Robert B. Jones, Jr. United States Magistrate Judge.

This matter is before the court on Plaintiffs application to proceed in forma pauperis [DE-1] and for frivolity review of the complaint pursuant to 28 U.S.C. § 1915(e)(2)(B). Plaintiff has demonstrated appropriate evidence of inability to pay the required court costs, and the application to proceed in forma pauperis is allowed. However, it is recommended that the complaint be dismissed.

I. STANDARD OF REVIEW

Pursuant to 28 U.S.C. § 1915(e)(2)(B), the court shall dismiss the complaint if it is frivolous or malicious, fails to state a claim upon which relief may be granted, or seeks money damages from a defendant immune from such recovery. 28 U.S.C. § 1915(e)(2)(B)(i-iii); see Adams v. Rice, 40 F.3d 72, 74 (4th Cir. 1994) (explaining Congress enacted predecessor statute 28 U.S.C. § 1915(d) "to prevent abuse of the judicial system by parties who bear none of the ordinary financial disincentives to filing meritless claims"). A case is frivolous if it lacks an arguable basis in either law or fact. See Neitzke v. Williams, 490 U.S. 319, 325 (1989); McLean v. United States, 566 F.3d 391, 399 (4th Cir. 2009) ("Examples of frivolous claims include those whose factual allegations are 'so nutty,' 'delusional,' or 'wholly fanciful' as to be simply 'unbelievable.'"). A claim lacks an arguable basis in law when it is "based on an indisputably meritless legal theory." Neitzke, 490 U.S. at 327. A claim lacks an arguable basis in fact when it describes "fantastic or delusional scenarios." Id. at 327-28.

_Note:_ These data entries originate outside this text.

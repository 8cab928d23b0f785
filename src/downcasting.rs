use crate::adaptation::{Adaptation, SymbolValue};
use crate::any_value::unwrap_any;
use crate::error::AdaptationError;
use crate::provider::{Fallback, Provider};
use std::any::Any;
use std::marker::PhantomData;

/// Providers that adapt by type check and cast.
///
/// A value of exactly `T` adapts to itself, anything else to nothing, so
/// idempotence holds by construction.
///
/// # Examples
///
/// ```
/// use sovran_symbolmap::{AdaptationError, AdaptationStrategy, Downcasting};
///
/// let names = Downcasting::<String>::with_fallback_value("anonymous".to_string())?;
///
/// assert_eq!(names.nullable(Some(&"ada".to_string())), Some("ada".to_string()));
/// assert_eq!(names.nullable(Some(&42i32)), None);
/// assert_eq!(names.surrogate(Some(&42i32)), Some("anonymous".to_string()));
/// # Ok::<(), AdaptationError>(())
/// ```
pub struct Downcasting<T>(PhantomData<fn() -> T>);

impl<T: SymbolValue> Downcasting<T> {
    /// Casts the argument to `T` when it is one
    pub fn apply(o: Option<&dyn Any>) -> Option<T> {
        o.map(unwrap_any)
            .and_then(|o| o.downcast_ref::<T>())
            .cloned()
    }

    /// The bare cast as an adaptation
    pub fn adaptation() -> Adaptation<T> {
        Adaptation::new(|o| o.downcast_ref::<T>().cloned())
    }

    /// Plain cast, no fallback
    pub fn to() -> Provider<T> {
        Provider::without_fallback(Self::adaptation())
    }

    /// Cast narrowed by a predicate, no fallback
    pub fn with_filter<P>(predicate: P) -> Provider<T>
    where
        P: Fn(&T) -> bool + Send + Sync + 'static,
    {
        Provider::without_fallback(Self::adaptation().filter(predicate))
    }

    /// Plain cast with a computed fallback
    ///
    /// # Errors
    ///
    /// Returns `AdaptationError::InconsistentFallback` if the fallback does not
    /// adapt to itself.
    pub fn with_fallback<F>(fallback: F) -> Result<Provider<T>, AdaptationError>
    where
        F: Fn() -> T + Send + Sync + 'static,
    {
        Provider::new(Self::adaptation(), Fallback::from_fn(fallback))
    }

    /// Plain cast with a constant fallback
    ///
    /// # Errors
    ///
    /// Returns `AdaptationError::InconsistentFallback` if the fallback does not
    /// adapt to itself.
    pub fn with_fallback_value(fallback: T) -> Result<Provider<T>, AdaptationError> {
        Provider::new(Self::adaptation(), Fallback::value(fallback))
    }

    /// Cast, predicate and computed fallback
    ///
    /// # Errors
    ///
    /// Returns `AdaptationError::InconsistentFallback` if the predicate refuses
    /// the fallback.
    pub fn define<P, F>(predicate: P, fallback: F) -> Result<Provider<T>, AdaptationError>
    where
        P: Fn(&T) -> bool + Send + Sync + 'static,
        F: Fn() -> T + Send + Sync + 'static,
    {
        Provider::new(
            Self::adaptation().filter(predicate),
            Fallback::from_fn(fallback),
        )
    }
}

/// Providers that cast values already of type `T` and convert foreign values
/// through a unification function.
///
/// The cast always wins: the unification function never sees a `T`, so a
/// unification that returns `T` keeps the adaptation idempotent.
///
/// # Examples
///
/// ```
/// use sovran_symbolmap::{AdaptationError, AdaptationStrategy, Unifying};
/// use std::any::Any;
///
/// fn int_value(o: &dyn Any) -> Option<i32> {
///     o.downcast_ref::<f64>().map(|v| *v as i32)
///         .or_else(|| o.downcast_ref::<i64>().map(|v| *v as i32))
/// }
///
/// let ints = Unifying::<i32>::with_fallback_value(int_value, 0)?;
///
/// assert_eq!(ints.nullable(Some(&3.7f64)), Some(3));
/// assert_eq!(ints.nullable(Some(&"x")), None);
/// assert_eq!(ints.surrogate(Some(&"x")), Some(0));
/// # Ok::<(), AdaptationError>(())
/// ```
pub struct Unifying<T>(PhantomData<fn() -> T>);

impl<T: SymbolValue> Unifying<T> {
    /// Casts the argument, or hands it to `unify` when it is not a `T`
    pub fn apply<U>(unify: &U, o: Option<&dyn Any>) -> Option<T>
    where
        U: Fn(&dyn Any) -> Option<T>,
    {
        let o = unwrap_any(o?);
        match o.downcast_ref::<T>() {
            Some(value) => Some(value.clone()),
            None => unify(o),
        }
    }

    /// The cast-or-unify function as an adaptation
    pub fn adaptation<U>(unify: U) -> Adaptation<T>
    where
        U: Fn(&dyn Any) -> Option<T> + Send + Sync + 'static,
    {
        Adaptation::new(move |o| match o.downcast_ref::<T>() {
            Some(value) => Some(value.clone()),
            None => unify(o),
        })
    }

    /// Cast or unify, no fallback
    pub fn to<U>(unify: U) -> Provider<T>
    where
        U: Fn(&dyn Any) -> Option<T> + Send + Sync + 'static,
    {
        Provider::without_fallback(Self::adaptation(unify))
    }

    /// Cast or unify, narrowed by a predicate, no fallback
    pub fn with_filter<U, P>(unify: U, predicate: P) -> Provider<T>
    where
        U: Fn(&dyn Any) -> Option<T> + Send + Sync + 'static,
        P: Fn(&T) -> bool + Send + Sync + 'static,
    {
        Provider::without_fallback(Self::adaptation(unify).filter(predicate))
    }

    /// Cast or unify with a computed fallback
    ///
    /// # Errors
    ///
    /// Returns `AdaptationError::InconsistentFallback` if the fallback does not
    /// adapt to itself.
    pub fn with_fallback<U, F>(unify: U, fallback: F) -> Result<Provider<T>, AdaptationError>
    where
        U: Fn(&dyn Any) -> Option<T> + Send + Sync + 'static,
        F: Fn() -> T + Send + Sync + 'static,
    {
        Provider::new(Self::adaptation(unify), Fallback::from_fn(fallback))
    }

    /// Cast or unify with a constant fallback
    ///
    /// # Errors
    ///
    /// Returns `AdaptationError::InconsistentFallback` if the fallback does not
    /// adapt to itself.
    pub fn with_fallback_value<U>(unify: U, fallback: T) -> Result<Provider<T>, AdaptationError>
    where
        U: Fn(&dyn Any) -> Option<T> + Send + Sync + 'static,
    {
        Provider::new(Self::adaptation(unify), Fallback::value(fallback))
    }

    /// Cast or unify, predicate and computed fallback
    ///
    /// # Errors
    ///
    /// Returns `AdaptationError::InconsistentFallback` if the predicate refuses
    /// the fallback.
    pub fn define<U, P, F>(unify: U, predicate: P, fallback: F) -> Result<Provider<T>, AdaptationError>
    where
        U: Fn(&dyn Any) -> Option<T> + Send + Sync + 'static,
        P: Fn(&T) -> bool + Send + Sync + 'static,
        F: Fn() -> T + Send + Sync + 'static,
    {
        Provider::new(
            Self::adaptation(unify).filter(predicate),
            Fallback::from_fn(fallback),
        )
    }
}

#[cfg(test)]
mod tests {
    use super::*;
    use crate::provider::{AdaptationProvider, AdaptationStrategy};
    use crate::AnyValue;
    use std::sync::atomic::{AtomicUsize, Ordering};
    use std::sync::Arc;

    fn int_value(o: &dyn Any) -> Option<i32> {
        o.downcast_ref::<f64>()
            .map(|v| *v as i32)
            .or_else(|| o.downcast_ref::<i64>().map(|v| *v as i32))
    }

    #[test]
    fn test_downcasting_to() {
        let p = Downcasting::<String>::to();
        assert_eq!(p.nullable(Some(&"a".to_string())), Some("a".to_string()));
        assert_eq!(p.nullable(Some(&1i32)), None);
        assert_eq!(p.nullable(None), None);
        assert_eq!(p.surrogate(Some(&1i32)), None);
        assert!(!p.fallback().is_defined());
    }

    #[test]
    fn test_downcasting_apply_unwraps() {
        let stored = AnyValue::new(5u16);
        assert_eq!(Downcasting::<u16>::apply(Some(&stored)), Some(5));
        assert_eq!(Downcasting::<u32>::apply(Some(&stored)), None);
        assert_eq!(Downcasting::<u16>::apply(None), None);
    }

    #[test]
    fn test_downcasting_filter() {
        let p = Downcasting::<i32>::with_filter(|v| *v >= 0);
        assert_eq!(p.nullable(Some(&1i32)), Some(1));
        assert_eq!(p.nullable(Some(&-1i32)), None);
    }

    #[test]
    fn test_downcasting_fallbacks() -> Result<(), AdaptationError> {
        let p = Downcasting::<Vec<u8>>::with_fallback(Vec::new)?;
        assert_eq!(p.surrogate(Some(&"nope")), Some(Vec::new()));

        let p = Downcasting::<i32>::with_fallback_value(5)?;
        assert_eq!(p.surrogate(None), Some(5));

        let p = Downcasting::<i32>::define(|v| *v >= 0, || 0)?;
        assert_eq!(p.nullable(Some(&-3i32)), None);
        assert_eq!(p.surrogate(Some(&-3i32)), Some(0));

        assert!(Downcasting::<i32>::define(|v| *v > 0, || 0).is_err());
        Ok(())
    }

    #[test]
    fn test_unifying_to() {
        let p = Unifying::<i32>::to(int_value);
        assert_eq!(p.nullable(Some(&1i32)), Some(1));
        assert_eq!(p.nullable(Some(&2.0f64)), Some(2));
        assert_eq!(p.nullable(Some(&3i64)), Some(3));
        assert_eq!(p.nullable(Some(&"4")), None);
    }

    #[test]
    fn test_unifying_fallback() -> Result<(), AdaptationError> {
        let p = Unifying::<i32>::with_fallback_value(int_value, 0)?;
        assert_eq!(p.nullable(Some(&3.7f64)), Some(3));
        assert_eq!(p.nullable(Some(&"x")), None);
        assert_eq!(p.surrogate(Some(&"x")), Some(0));
        assert_eq!(p.nullable(Some(&0i32)), Some(0));
        Ok(())
    }

    #[test]
    fn test_unifying_filter() -> Result<(), AdaptationError> {
        let p = Unifying::<i32>::with_filter(int_value, |i| 0 <= *i);
        assert_eq!(p.nullable(Some(&2.0f64)), Some(2));
        assert_eq!(p.nullable(Some(&-1i32)), None);
        assert_eq!(p.nullable(Some(&-1.5f64)), None);

        let p = Unifying::<i32>::define(int_value, |i| 0 <= *i, || 0)?;
        assert_eq!(p.surrogate(Some(&-1i64)), Some(0));
        assert!(Unifying::<i32>::with_fallback(int_value, || 1).is_ok());
        Ok(())
    }

    #[test]
    fn test_unification_skipped_for_exact_type() {
        let calls = Arc::new(AtomicUsize::new(0));
        let counter = Arc::clone(&calls);
        let adaptation = Unifying::<i32>::adaptation(move |o| {
            counter.fetch_add(1, Ordering::SeqCst);
            int_value(o)
        });

        assert_eq!(adaptation.attempt(&9i32), Some(9));
        assert_eq!(calls.load(Ordering::SeqCst), 0);
        assert_eq!(adaptation.attempt(&9.9f64), Some(9));
        assert_eq!(calls.load(Ordering::SeqCst), 1);
        assert_eq!(Unifying::apply(&int_value, Some(&4.2f64)), Some(4));
    }
}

In determining whether a complaint is frivolous, "a court is not bound, as it usually is when making a determination based solely on the pleadings, to accept without question the truth of the Plaintiffs allegations." Denton v. Hernandez, 504 U.S. 25, 32 (1992). Rather, the court may find a complaint factually frivolous "when the facts alleged rise to the level of the irrational or the wholly incredible, whether or not there are judicially noticeable facts available to contradict them." Id. "The word 'frivolous' is inherently elastic and not susceptible to categorical definition .... The term's capaciousness directs lower courts to conduct a flexible analysis, in light of the totality of the circumstances, of all factors bearing upon the frivolity of a claim." Nagy v. Fed. Med. Ctr. Butner, 376 F.3d 252, 256-57 (4th Cir. 2004) (some internal quotation marks omitted). In making its frivolity determination, the court may "apply common sense." Nasim v. Warden., Md. House of Correction, 64 F.3d 951, 954 (4th Cir. 1995).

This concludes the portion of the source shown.